Tiny-QV: A Risc-V SoC for Tiny Tapeout

A 4 bit at a time RV32 processor, similar to nanoV but optimized for QSPI RAM and Flash instead of SPI FRAM.

The aim of this design is to make a small microcontroller that is as fast as practical given the Tiny Tapeout constraints, and sticking to a 2x2 tile size.

Overview

RV32EC + a 32x16-bit multiplier

Basic interrupt support (not yet implemented)

QSPI flash/memory interface. This uses a shared bus as I didn't think it was worth dedicating the pins to allow two completely separate interfaces (that would make load/store to RAM much faster, but adds complexity and we run out of outputs).

Peripherals so it can do basic microcontroller things, currently 1 UART and 1 SPI master, plus some GPIOs.

QPSI PMOD

Using this PMOD for the bidis with W25Q128JVSIQ (16MB flash) and 2xAPS6404L-3SQR-SN (8MB RAM).

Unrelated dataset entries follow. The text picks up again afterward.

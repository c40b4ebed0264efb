//! Resolve an A2A agent from its agent card and stream a story from it
//!
//! Configure with `AIGATEWAY_AGENTS_URL`, `AIGATEWAY_CARD_PATH` and
//! `AIGATEWAY_AGENT_NAME`. Run with `RUST_LOG=tower_chat_agent=debug` to see
//! the card being resolved.

use tower_chat_agent::prelude::*;
use tracing_subscriber::EnvFilter;

#[tokio::main]
async fn main() -> anyhow::Result<()> {
    tracing_subscriber::fmt()
        .with_env_filter(EnvFilter::from_default_env())
        .with_writer(std::io::stderr)
        .init();

    let config = DiscoveryConfig::from_env()?;
    let message = ChatMessage::new("test1234", ChatRole::User, "Tell me a story about boats");

    let mut renderer = Renderer::stdout();
    Invocation::streaming()
        .with_echo(true)
        .with_label("Agent Response:")
        .invoke(AgentSource::Discovered(config), message, &mut renderer)
        .await?;

    Ok(())
}
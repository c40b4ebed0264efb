//! Ask an A2A agent at a fixed invocation URL for a joke
//!
//! Configure with `AIGATEWAY_AGENT_URL`, `AIGATEWAY_AGENT_NAME` and
//! `AIGATEWAY_AGENT_DESCRIPTION`.

use tower_chat_agent::prelude::*;
use tracing_subscriber::EnvFilter;

#[tokio::main]
async fn main() -> anyhow::Result<()> {
    tracing_subscriber::fmt()
        .with_env_filter(EnvFilter::from_default_env())
        .with_writer(std::io::stderr)
        .init();

    let config = RemoteAgentConfig::from_env()?;
    let message = ChatMessage::new("test1234", ChatRole::User, "Tell me a joke about rain");

    let mut renderer = Renderer::stdout();
    Invocation::complete()
        .with_echo(true)
        .with_label("Agent Response:")
        .invoke(AgentSource::Remote(config), message, &mut renderer)
        .await?;

    Ok(())
}
impl DiscoveryConfig {
    pub const DEFAULT_BASE_URL: &'static str = "http://localhost:8080/api/v1/dev/aigateway/agents";
    pub const DEFAULT_CARD_PATH: &'static str = "/.well-known/{agent-name}.json";
    pub const DEFAULT_AGENT_NAME: &'static str = "ai-gk-chatbot";
    pub const DEFAULT_TIMEOUT: Duration = Duration::from_secs(60);
    pub const DEFAULT_USE_EXTENDED_CARD: bool = true;

    /// Create a configuration for an agents root URL
    ///
    /// # Errors
    ///
    /// Returns [`AgentError::Config`] if the URL does not parse
    pub fn new(base_url: &str) -> Result<Self, AgentError> {
        Ok(Self {
            base_url: parse_url(base_url, "agents URL")?,
            card_path: Self::DEFAULT_CARD_PATH.to_string(),
            agent_name: Self::DEFAULT_AGENT_NAME.to_string(),
            timeout: Self::DEFAULT_TIMEOUT,
            credential: CredentialConfig::None,
            params: GenerationParams::default(),
            use_extended_card: Self::DEFAULT_USE_EXTENDED_CARD,
        })
    }

    pub fn with_card_path(mut self, card_path: impl Into<String>) -> Self {
        self.card_path = card_path.into();
        self
    }

    pub fn with_agent_name(mut self, agent_name: impl Into<String>) -> Self {
        self.agent_name = agent_name.into();
        self
    }

    pub fn with_timeout(mut self, timeout: Duration) -> Self {
        self.timeout = timeout;
        self
    }

    pub fn with_credential(mut self, credential: CredentialConfig) -> Self {
        self.credential = credential;
        self
    }

    pub fn with_params(mut self, params: GenerationParams) -> Self {
        self.params = params;
        self
    }

    pub fn with_extended_card(mut self, use_extended_card: bool) -> Self {
        self.use_extended_card = use_extended_card;
        self
    }

    /// Card path with the agent name filled in
    pub fn card_path(&self) -> String {
        let agent_name = self.agent_name.as_str();
        self.card_path.replace(AGENT_NAME_PLACEHOLDER, agent_name)
    }

    /// Creates configuration from `AIGATEWAY_*` environment variables
    ///
    /// # Errors
    ///
    /// Returns [`AgentError::Config`] for malformed values
    pub fn from_env() -> Result<Self, AgentError> {
        Self::from_lookup(&env_lookup)
    }

    fn from_lookup(lookup: &impl Fn(&str) -> Option<String>) -> Result<Self, AgentError> {
        let base_url =
            lookup("AIGATEWAY_AGENTS_URL").unwrap_or_else(|| Self::DEFAULT_BASE_URL.to_string());

        let credential = CredentialConfig::from_lookup(lookup, CredentialConfig::None);
        let mut config = Self::new(&base_url)?
            .with_credential(credential)
            .with_params(GenerationParams::from_lookup(lookup)?);

        if let Some(card_path) = lookup("AIGATEWAY_CARD_PATH") {
            config.card_path = card_path;
        }
        if let Some(agent_id) = lookup("AIGATEWAY_AGENT_ID") {
            config.agent_name = agent_id;
        }
        if let Some(use_extended_card) = parse_flag(lookup, "AIGATEWAY_USE_EXTENDED_CARD") {
            config.use_extended_card = use_extended_card;
        }

        Ok(config)
    }
}
//! Tower Service implementations

pub mod core;
pub mod request;
pub mod response;

pub use core::AgentProtocolService;
pub use request::{AgentRequest, RequestContext};
pub use response::{AgentResponse, StreamingResponse};
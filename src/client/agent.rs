//! High-level gateway client

use tower::ServiceExt;
use tower_service::Service;

use crate::{
    client::config::ClientConfig,
    protocol::{
        chat::{ChatCompletion, ChatCompletionRequest, THREAD_ID_HEADER},
        AgentCard, AgentError, AgentOperation, AgentRegistry, Message, SendMessageResult,
    },
    service::{AgentRequest, AgentResponse, RequestContext, StreamingResponse},
};

/// High-level client for the gateway's agent and chat endpoints
///
/// This client wraps a Tower service and provides one method per operation.
/// The service is generic over any implementation that satisfies the Service
/// trait bounds; [`AgentClientBuilder`](crate::client::AgentClientBuilder)
/// assembles the default stack.
///
/// # Example
///
/// ```rust,no_run
/// use tower_chat_agent::prelude::*;
///
/// # async fn example() -> Result<(), AgentError> {
/// let url = "http://localhost:8080/api/v1/dev/aigateway/agents/ai-gk-chatbot/invoke"
///     .parse()
///     .unwrap();
/// let mut client = AgentClientBuilder::new_http(url).build()?;
///
/// let result = client.send_message(Message::user("Tell me a joke about rain")).await?;
/// println!("{}", result.text());
/// # Ok(())
/// # }
/// ```
pub struct AgentClient<S> {
    service: S,
    config: ClientConfig,
}

impl<S> AgentClient<S>
where
    S: Service<AgentRequest, Response = AgentResponse, Error = AgentError>,
{
    /// Create a new agent client
    ///
    /// # Arguments
    ///
    /// * `service` - The Tower service that handles requests
    /// * `config` - Client configuration
    pub fn new(service: S, config: ClientConfig) -> Self {
        Self { service, config }
    }

    /// Get the client configuration
    pub fn config(&self) -> &ClientConfig {
        &self.config
    }

    /// Build a request context from the client configuration
    fn build_context(&self) -> RequestContext {
        // Credentials are set by the AuthLayer
        RequestContext::new(self.config.agent_url.clone())
    }

    async fn call(&mut self, request: AgentRequest) -> Result<AgentResponse, AgentError> {
        self.service.ready().await?.call(request).await
    }

    async fn execute(&mut self, operation: AgentOperation) -> Result<AgentResponse, AgentError> {
        let request = AgentRequest::new(operation, self.build_context());
        self.call(request).await
    }

    /// Send a message to an A2A agent and wait for the result
    ///
    /// # Arguments
    ///
    /// * `message` - The message to send to the agent
    ///
    /// # Returns
    ///
    /// The task or direct message the agent answered with
    ///
    /// # Errors
    ///
    /// Returns an error if the message fails to send or the response is invalid
    pub async fn send_message(
        &mut self,
        message: Message,
    ) -> Result<SendMessageResult, AgentError> {
        let operation = AgentOperation::SendMessage {
            message,
            stream: false,
        };

        self.execute(operation)
            .await?
            .into_send_result()
            .ok_or_else(|| {
                AgentError::Protocol("Expected task or message response from send_message".into())
            })
    }

    /// Send a message with streaming enabled (`message/stream`)
    ///
    /// # Returns
    ///
    /// The open event stream. Events arrive as the agent produces them.
    pub async fn send_message_streaming(
        &mut self,
        message: Message,
    ) -> Result<StreamingResponse, AgentError> {
        let operation = AgentOperation::SendMessage {
            message,
            stream: true,
        };

        self.execute(operation)
            .await?
            .into_stream()
            .ok_or_else(|| {
                AgentError::Protocol("Expected event stream from send_message_streaming".into())
            })
    }

    /// Fetch an agent card
    ///
    /// # Arguments
    ///
    /// * `path` - Card path relative to the client's URL
    pub async fn get_agent_card(
        &mut self,
        path: impl Into<String>,
    ) -> Result<AgentCard, AgentError> {
        let operation = AgentOperation::GetAgentCard { path: path.into() };

        self.execute(operation)
            .await?
            .into_agent_card()
            .ok_or_else(|| AgentError::Protocol("Expected agent card response".into()))
    }

    /// Fetch the gateway's agent registry
    pub async fn list_agents(&mut self) -> Result<AgentRegistry, AgentError> {
        self.execute(AgentOperation::ListAgents)
            .await?
            .into_agent_registry()
            .ok_or_else(|| AgentError::Protocol("Expected agent registry response".into()))
    }

    fn chat_request(
        &self,
        deployment: impl Into<String>,
        api_version: Option<String>,
        request: ChatCompletionRequest,
        thread_id: Option<&str>,
    ) -> AgentRequest {
        let operation = AgentOperation::ChatCompletion {
            deployment: deployment.into(),
            api_version,
            request,
        };

        let mut context = self.build_context();
        if let Some(thread_id) = thread_id {
            context = context.with_metadata(THREAD_ID_HEADER, thread_id);
        }

        AgentRequest::new(operation, context)
    }

    /// Run a chat completion against a model deployment
    ///
    /// # Arguments
    ///
    /// * `deployment` - Model deployment name
    /// * `api_version` - Optional `api-version` query parameter
    /// * `request` - The completion request
    /// * `thread_id` - Conversation thread to continue, sent as `x-thread-id`
    ///
    /// # Returns
    ///
    /// The completion, with the thread id the gateway answered with
    pub async fn chat_completion(
        &mut self,
        deployment: impl Into<String>,
        api_version: Option<String>,
        request: ChatCompletionRequest,
        thread_id: Option<&str>,
    ) -> Result<ChatCompletion, AgentError> {
        let request = self.chat_request(deployment, api_version, request, thread_id);

        self.call(request)
            .await?
            .into_chat_completion()
            .ok_or_else(|| AgentError::Protocol("Expected chat completion response".into()))
    }

    /// Run a streaming chat completion
    ///
    /// The request is switched to streaming with usage reporting.
    pub async fn chat_completion_stream(
        &mut self,
        deployment: impl Into<String>,
        api_version: Option<String>,
        request: ChatCompletionRequest,
        thread_id: Option<&str>,
    ) -> Result<StreamingResponse, AgentError> {
        let request = self.chat_request(deployment, api_version, request.streaming(), thread_id);

        self.call(request)
            .await?
            .into_stream()
            .ok_or_else(|| AgentError::Protocol("Expected event stream response".into()))
    }
}
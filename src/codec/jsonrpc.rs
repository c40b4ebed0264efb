//! JSON-RPC 2.0 codec for A2A agents
//!
//! Wraps `message/send` and `message/stream` calls in JSON-RPC 2.0 envelopes
//! and unwraps results and streamed events. Discovery documents are plain
//! JSON and are delegated to [`JsonCodec`].

use bytes::Bytes;
use serde::{Deserialize, Serialize};
use serde_json::Value;
use uuid::Uuid;

use crate::{
    codec::{Codec, DecodedEvent},
    protocol::{
        error::AgentError,
        event::{SendMessageResult, StreamEvent},
        message::Message,
        operation::AgentOperation,
    },
    service::response::AgentResponse,
};

use super::json::JsonCodec;

/// JSON-RPC 2.0 request envelope
#[derive(Debug, Serialize)]
struct JsonRpcRequest<'a> {
    jsonrpc: &'static str,
    id: String,
    method: &'static str,
    params: MessageSendParams<'a>,
}

#[derive(Debug, Serialize)]
struct MessageSendParams<'a> {
    message: &'a Message,
}

/// JSON-RPC 2.0 response envelope
#[derive(Debug, Deserialize)]
struct JsonRpcResponse {
    #[serde(default)]
    result: Option<Value>,
    #[serde(default)]
    error: Option<JsonRpcError>,
}

/// JSON-RPC 2.0 error object
#[derive(Debug, Deserialize)]
struct JsonRpcError {
    code: i64,
    message: String,
}

impl From<JsonRpcError> for AgentError {
    fn from(error: JsonRpcError) -> Self {
        AgentError::JsonRpc {
            code: error.code,
            message: error.message,
        }
    }
}

/// JSON-RPC 2.0 codec for the A2A protocol binding
#[derive(Debug, Clone)]
pub struct JsonRpcCodec {
    /// Inner JSON codec for discovery documents
    inner: JsonCodec,
}

impl JsonRpcCodec {
    /// Create a new JSON-RPC codec
    pub fn new() -> Self {
        Self {
            inner: JsonCodec::new(),
        }
    }

    fn unwrap_envelope(body: &[u8]) -> Result<Value, AgentError> {
        let response: JsonRpcResponse = serde_json::from_slice(body)
            .map_err(|e| {
                AgentError::Protocol(format!("Failed to parse JSON-RPC response: {}", e))
            })?;

        if let Some(error) = response.error {
            return Err(error.into());
        }

        response.result.ok_or_else(|| {
            AgentError::Protocol("JSON-RPC response missing 'result' field".to_string())
        })
    }
}

impl Default for JsonRpcCodec {
    fn default() -> Self {
        Self::new()
    }
}

impl Codec for JsonRpcCodec {
    fn encode_request(&self, operation: &AgentOperation) -> Result<Bytes, AgentError> {
        match operation {
            AgentOperation::SendMessage { message, .. } => {
                let request = JsonRpcRequest {
                    jsonrpc: "2.0",
                    id: Uuid::now_v7().to_string(),
                    method: operation.name(),
                    params: MessageSendParams { message },
                };
                Ok(Bytes::from(serde_json::to_vec(&request)?))
            }
            AgentOperation::GetAgentCard { .. } | AgentOperation::ListAgents => {
                self.inner.encode_request(operation)
            }
            AgentOperation::ChatCompletion { .. } => Err(AgentError::Protocol(
                "Chat completions are not part of the A2A binding".into(),
            )),
        }
    }

    fn decode_response(
        &self,
        body: &[u8],
        operation: &AgentOperation,
    ) -> Result<AgentResponse, AgentError> {
        match operation {
            AgentOperation::SendMessage { .. } => {
                if body.is_empty() {
                    return Err(AgentError::EmptyResponse);
                }
                let result = Self::unwrap_envelope(body)?;
                Ok(match SendMessageResult::from_value(result)? {
                    SendMessageResult::Task(task) => AgentResponse::Task(task),
                    SendMessageResult::Message(message) => AgentResponse::Message(message),
                })
            }
            _ => self.inner.decode_response(body, operation),
        }
    }

    fn decode_event(&self, data: &str) -> Result<DecodedEvent, AgentError> {
        if data.trim() == "[DONE]" {
            return Ok(DecodedEvent::Done);
        }

        let result = Self::unwrap_envelope(data.as_bytes())?;
        let event = match StreamEvent::from_value(result) {
            Ok(event) => event,
            Err(AgentError::Protocol(reason)) => {
                tracing::warn!(%reason, "skipping unrecognised stream event");
                return Ok(DecodedEvent::Skip);
            }
            Err(e) => return Err(e),
        };

        if event.is_final() {
            Ok(DecodedEvent::Final(event))
        } else {
            Ok(DecodedEvent::Event(event))
        }
    }

    fn content_type(&self) -> &str {
        "application/json"
    }
}

#[cfg(test)]
mod tests {
    use crate::protocol::{chat::ChatCompletionRequest, task::TaskState};

    use super::*;

    fn send(stream: bool) -> AgentOperation {
        AgentOperation::SendMessage {
            message: Message::user("Tell me a joke about rain").with_message_id("test1234"),
            stream,
        }
    }

    #[test]
    fn test_encode_send_message() {
        let codec = JsonRpcCodec::new();
        let bytes = codec.encode_request(&send(false)).unwrap();

        let json: Value = serde_json::from_slice(&bytes).unwrap();
        assert_eq!(json["jsonrpc"], "2.0");
        assert_eq!(json["method"], "message/send");
        assert!(json["id"].is_string());
        assert_eq!(json["params"]["message"]["messageId"], "test1234");
        assert_eq!(json["params"]["message"]["role"], "user");
        assert_eq!(
            json["params"]["message"]["parts"][0]["text"],
            "Tell me a joke about rain"
        );
    }

    #[test]
    fn test_encode_streaming_message() {
        let codec = JsonRpcCodec::new();
        let bytes = codec.encode_request(&send(true)).unwrap();
        let json: Value = serde_json::from_slice(&bytes).unwrap();
        assert_eq!(json["method"], "message/stream");
    }

    #[test]
    fn test_encode_chat_completion_is_rejected() {
        let codec = JsonRpcCodec::new();
        let operation = AgentOperation::ChatCompletion {
            deployment: "ai-gk-chatbot".into(),
            api_version: None,
            request: ChatCompletionRequest::default(),
        };
        assert!(codec.encode_request(&operation).is_err());
    }

    #[test]
    fn test_decode_completed_task() {
        let codec = JsonRpcCodec::new();
        let json = r#"{
            "jsonrpc": "2.0",
            "id": "req-123",
            "result": {
                "kind": "task",
                "id": "task-123",
                "contextId": "",
                "status": {"state": "completed", "timestamp": "2025-01-01T00:00:00.000Z"},
                "artifacts": [{
                    "kind": "artifact",
                    "artifactId": "art-1",
                    "name": "LLM Response",
                    "parts": [{"kind": "text", "text": "Why did the cloud cry?"}]
                }]
            }
        }"#;

        let response = codec.decode_response(json.as_bytes(), &send(false));
        match response.unwrap() {
            AgentResponse::Task(task) => {
                assert_eq!(task.id, "task-123");
                assert_eq!(task.status.state, TaskState::Completed);
                assert_eq!(task.artifact_text(), "Why did the cloud cry?");
            }
            _ => panic!("Expected Task response"),
        }
    }

    #[test]
    fn test_decode_direct_message() {
        let codec = JsonRpcCodec::new();
        let json = r#"{
            "jsonrpc": "2.0",
            "id": "req-123",
            "result": {"kind": "message", "messageId": "m-1", "role": "agent",
                       "parts": [{"kind": "text", "text": "Hi"}]}
        }"#;

        let response = codec.decode_response(json.as_bytes(), &send(false));
        match response.unwrap() {
            AgentResponse::Message(message) => assert_eq!(message.text(), "Hi"),
            _ => panic!("Expected Message response"),
        }
    }

    #[test]
    fn test_decode_error_response() {
        let codec = JsonRpcCodec::new();
        let json = r#"{
            "jsonrpc": "2.0",
            "error": {"code": -32602, "message": "Invalid params"},
            "id": "req-123"
        }"#;

        match codec.decode_response(json.as_bytes(), &send(false)) {
            Err(AgentError::JsonRpc { code, message }) => {
                assert_eq!(code, -32602);
                assert_eq!(message, "Invalid params");
            }
            _ => panic!("Expected JsonRpc error"),
        }
    }

    #[test]
    fn test_decode_missing_result() {
        let codec = JsonRpcCodec::new();
        let json = r#"{"jsonrpc": "2.0", "id": "req-123"}"#;

        match codec.decode_response(json.as_bytes(), &send(false)) {
            Err(AgentError::Protocol(msg)) => assert!(msg.contains("missing 'result' field")),
            _ => panic!("Expected Protocol error"),
        }
    }

    #[test]
    fn test_decode_empty_body() {
        let codec = JsonRpcCodec::new();
        assert!(matches!(
            codec.decode_response(b"", &send(false)),
            Err(AgentError::EmptyResponse)
        ));
    }

    #[test]
    fn test_decode_event_kinds() {
        let codec = JsonRpcCodec::new();

        let working = r#"{"jsonrpc":"2.0","id":"1","result":{"kind":"status-update","taskId":"t","status":{"state":"working"},"final":false}}"#;
        assert!(matches!(
            codec.decode_event(working).unwrap(),
            DecodedEvent::Event(StreamEvent::StatusUpdate(_))
        ));

        let completed = r#"{"jsonrpc":"2.0","id":"1","result":{"kind":"status-update","taskId":"t","status":{"state":"completed"},"final":true}}"#;
        assert!(matches!(
            codec.decode_event(completed).unwrap(),
            DecodedEvent::Final(_)
        ));

        assert!(matches!(
            codec.decode_event("[DONE]").unwrap(),
            DecodedEvent::Done
        ));
    }

    #[test]
    fn test_cached_task_event_is_final() {
        let codec = JsonRpcCodec::new();
        let cached = r#"{"jsonrpc":"2.0","id":"1","result":{"kind":"task","id":"t","status":{"state":"completed"},"artifacts":[{"artifactId":"a","parts":[{"kind":"text","text":"cached"}]}],"metadata":{"cached":true}}}"#;

        match codec.decode_event(cached).unwrap() {
            DecodedEvent::Final(event) => assert_eq!(event.text().as_deref(), Some("cached")),
            _ => panic!("Expected Final event"),
        }
    }

    #[test]
    fn test_unrecognised_event_is_skipped() {
        let codec = JsonRpcCodec::new();
        let unknown = r#"{"jsonrpc":"2.0","id":"1","result":{"kind":"push-notification","taskId":"t"}}"#;

        assert!(matches!(
            codec.decode_event(unknown).unwrap(),
            DecodedEvent::Skip
        ));
    }

    #[test]
    fn test_content_type() {
        assert_eq!(JsonRpcCodec::new().content_type(), "application/json");
    }
}
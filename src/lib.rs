//! # Tower Chat Agent
//!
//! Tower-based clients for chat agents hosted behind an AI application gateway.
//!
//! The gateway exposes agents two ways: model deployments behind an
//! OpenAI-compatible chat completions endpoint, and Agent2Agent (A2A)
//! agents reachable over JSON-RPC with agent cards under `/.well-known/`.
//! Both are reached through the same composable stack of Tower services
//! and layers, and both stream responses over server-sent events.
//!
//! ## Features
//!
//! - **Three agent sources**: a local chat agent over a deployment, a remote
//!   A2A agent at a fixed URL, or a remote agent resolved from its card
//! - **Complete or streamed responses**, rendered as they arrive
//! - **Composable middleware**: credentials, validation and timeouts as Tower layers
//! - **Pluggable credentials**: API keys, bearer tokens or the Azure CLI
//!
//! ## Example
//!
//! ```rust,no_run
//! use tower_chat_agent::prelude::*;
//!
//! #[tokio::main]
//! async fn main() -> Result<(), AgentError> {
//!     let config = RemoteAgentConfig::new(
//!         "test-agent",
//!         "http://localhost:8080/api/v1/dev/aigateway/agents/ai-gk-chatbot/invoke",
//!     )?;
//!
//!     let mut renderer = Renderer::stdout();
//!     Invocation::complete()
//!         .with_echo(true)
//!         .with_label("Agent Response:")
//!         .invoke(
//!             AgentSource::Remote(config),
//!             ChatMessage::user("Tell me a joke about rain"),
//!             &mut renderer,
//!         )
//!         .await?;
//!
//!     Ok(())
//! }
//! ```

pub mod agent;
pub mod client;
pub mod codec;
pub mod config;
pub mod credential;
pub mod invoke;
pub mod layer;
pub mod protocol;
pub mod render;
pub mod service;
pub mod transport;

/// Prelude module for convenient imports
pub mod prelude {
    pub use crate::{
        agent::{
            Agent, AgentOptions, AgentRunResponse, ChatAgent, ChatClient, RemoteAgent,
            ResponseStream, ResponseUpdate,
        },
        client::{AgentClient, AgentClientBuilder, CardResolver},
        config::{
            CredentialConfig, DiscoveryConfig, GatewayConfig, GenerationParams, RemoteAgentConfig,
        },
        invoke::{AgentSource, Invocation, ResponseMode},
        protocol::error::AgentError,
        protocol::{AgentCard, ChatMessage, ChatRole, Message, Role, Task, TaskState},
        render::Renderer,
    };
}
impl CandidatureRepository for MemoryStore {
    fn insert(&self, candidature: Candidature) -> Result<Candidature, RepositoryError> {
        let mut tables = self.lock()?;
        if tables.candidatures.iter().any(|c| c.id == candidature.id) {
            return Err(RepositoryError::Conflict("candidature"));
        }
        tables.candidatures.push(candidature.clone());
        Ok(candidature)
    }

    fn update(&self, candidature: Candidature) -> Result<Candidature, RepositoryError> {
        let mut tables = self.lock()?;
        let id = candidature.id.clone();
        replace(
            &mut tables.candidatures,
            candidature.clone(),
            |existing| existing.id == id,
            "candidature",
        )?;
        Ok(candidature)
    }

    fn find(&self, id: &CandidatureId) -> Result<Option<Candidature>, RepositoryError> {
        Ok(self.lock()?.candidatures.iter().find(|c| &c.id == id).cloned())
    }

    fn list_by_user(&self, user_id: &UserId) -> Result<Vec<Candidature>, RepositoryError> {
        Ok(self
            .lock()?
            .candidatures
            .iter()
            .filter(|c| &c.user_id == user_id)
            .cloned()
            .collect())
    }

    fn delete(&self, id: &CandidatureId) -> Result<(), RepositoryError> {
        let mut tables = self.lock()?;
        let before = tables.candidatures.len();
        tables.candidatures.retain(|c| &c.id != id);
        if tables.candidatures.len() == before {
            return Err(RepositoryError::NotFound("candidature"));
        }
        tables.tasks.retain(|task| &task.candidature_id != id);
        Ok(())
    }

    fn insert_task(&self, task: Task) -> Result<Task, RepositoryError> {
        let mut tables = self.lock()?;
        if !tables.candidatures.iter().any(|c| c.id == task.candidature_id) {
            return Err(RepositoryError::NotFound("candidature"));
        }
        let duplicate = tables.tasks.iter().any(|existing| {
            existing.id == task.id
                || (task.deadline_id.is_some()
                    && existing.candidature_id == task.candidature_id
                    && existing.deadline_id == task.deadline_id)
        });
        if duplicate {
            return Err(RepositoryError::Conflict("task"));
        }
        tables.tasks.push(task.clone());
        Ok(task)
    }

    fn update_task(&self, task: Task) -> Result<Task, RepositoryError> {
        let mut tables = self.lock()?;
        let id = task.id.clone();
        replace(&mut tables.tasks, task.clone(), |existing| existing.id == id, "task")?;
        Ok(task)
    }

    fn task(&self, id: &TaskId) -> Result<Option<Task>, RepositoryError> {
        Ok(self.lock()?.tasks.iter().find(|t| &t.id == id).cloned())
    }

    fn tasks_for(&self, candidature_id: &CandidatureId) -> Result<Vec<Task>, RepositoryError> {
        Ok(self
            .lock()?
            .tasks
            .iter()
            .filter(|t| &t.candidature_id == candidature_id)
            .cloned()
            .collect())
    }

    fn delete_task(&self, id: &TaskId) -> Result<(), RepositoryError> {
        let mut tables = self.lock()?;
        let before = tables.tasks.len();
        tables.tasks.retain(|t| &t.id != id);
        if tables.tasks.len() == before {
            return Err(RepositoryError::NotFound("task"));
        }
        Ok(())
    }
}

The pinout for the PMOD is

	uio[0] - CS0 (Flash)
	uio[1] - SD0/MOSI
	uio[2] - SD1/MISO
	uio[3] - SCK
	uio[4] - SD2
	uio[5] - SD3
	uio[6] - CS1 (RAMA)
	uio[7] - CS2 (RAMB)

Performance

STA should pass at 100MHz on sky130. But it is likely not to actually work that fast due to the slow TT outputs. The intended clock speed for the design is 64MHz, which runs the QSPI at 32MHz.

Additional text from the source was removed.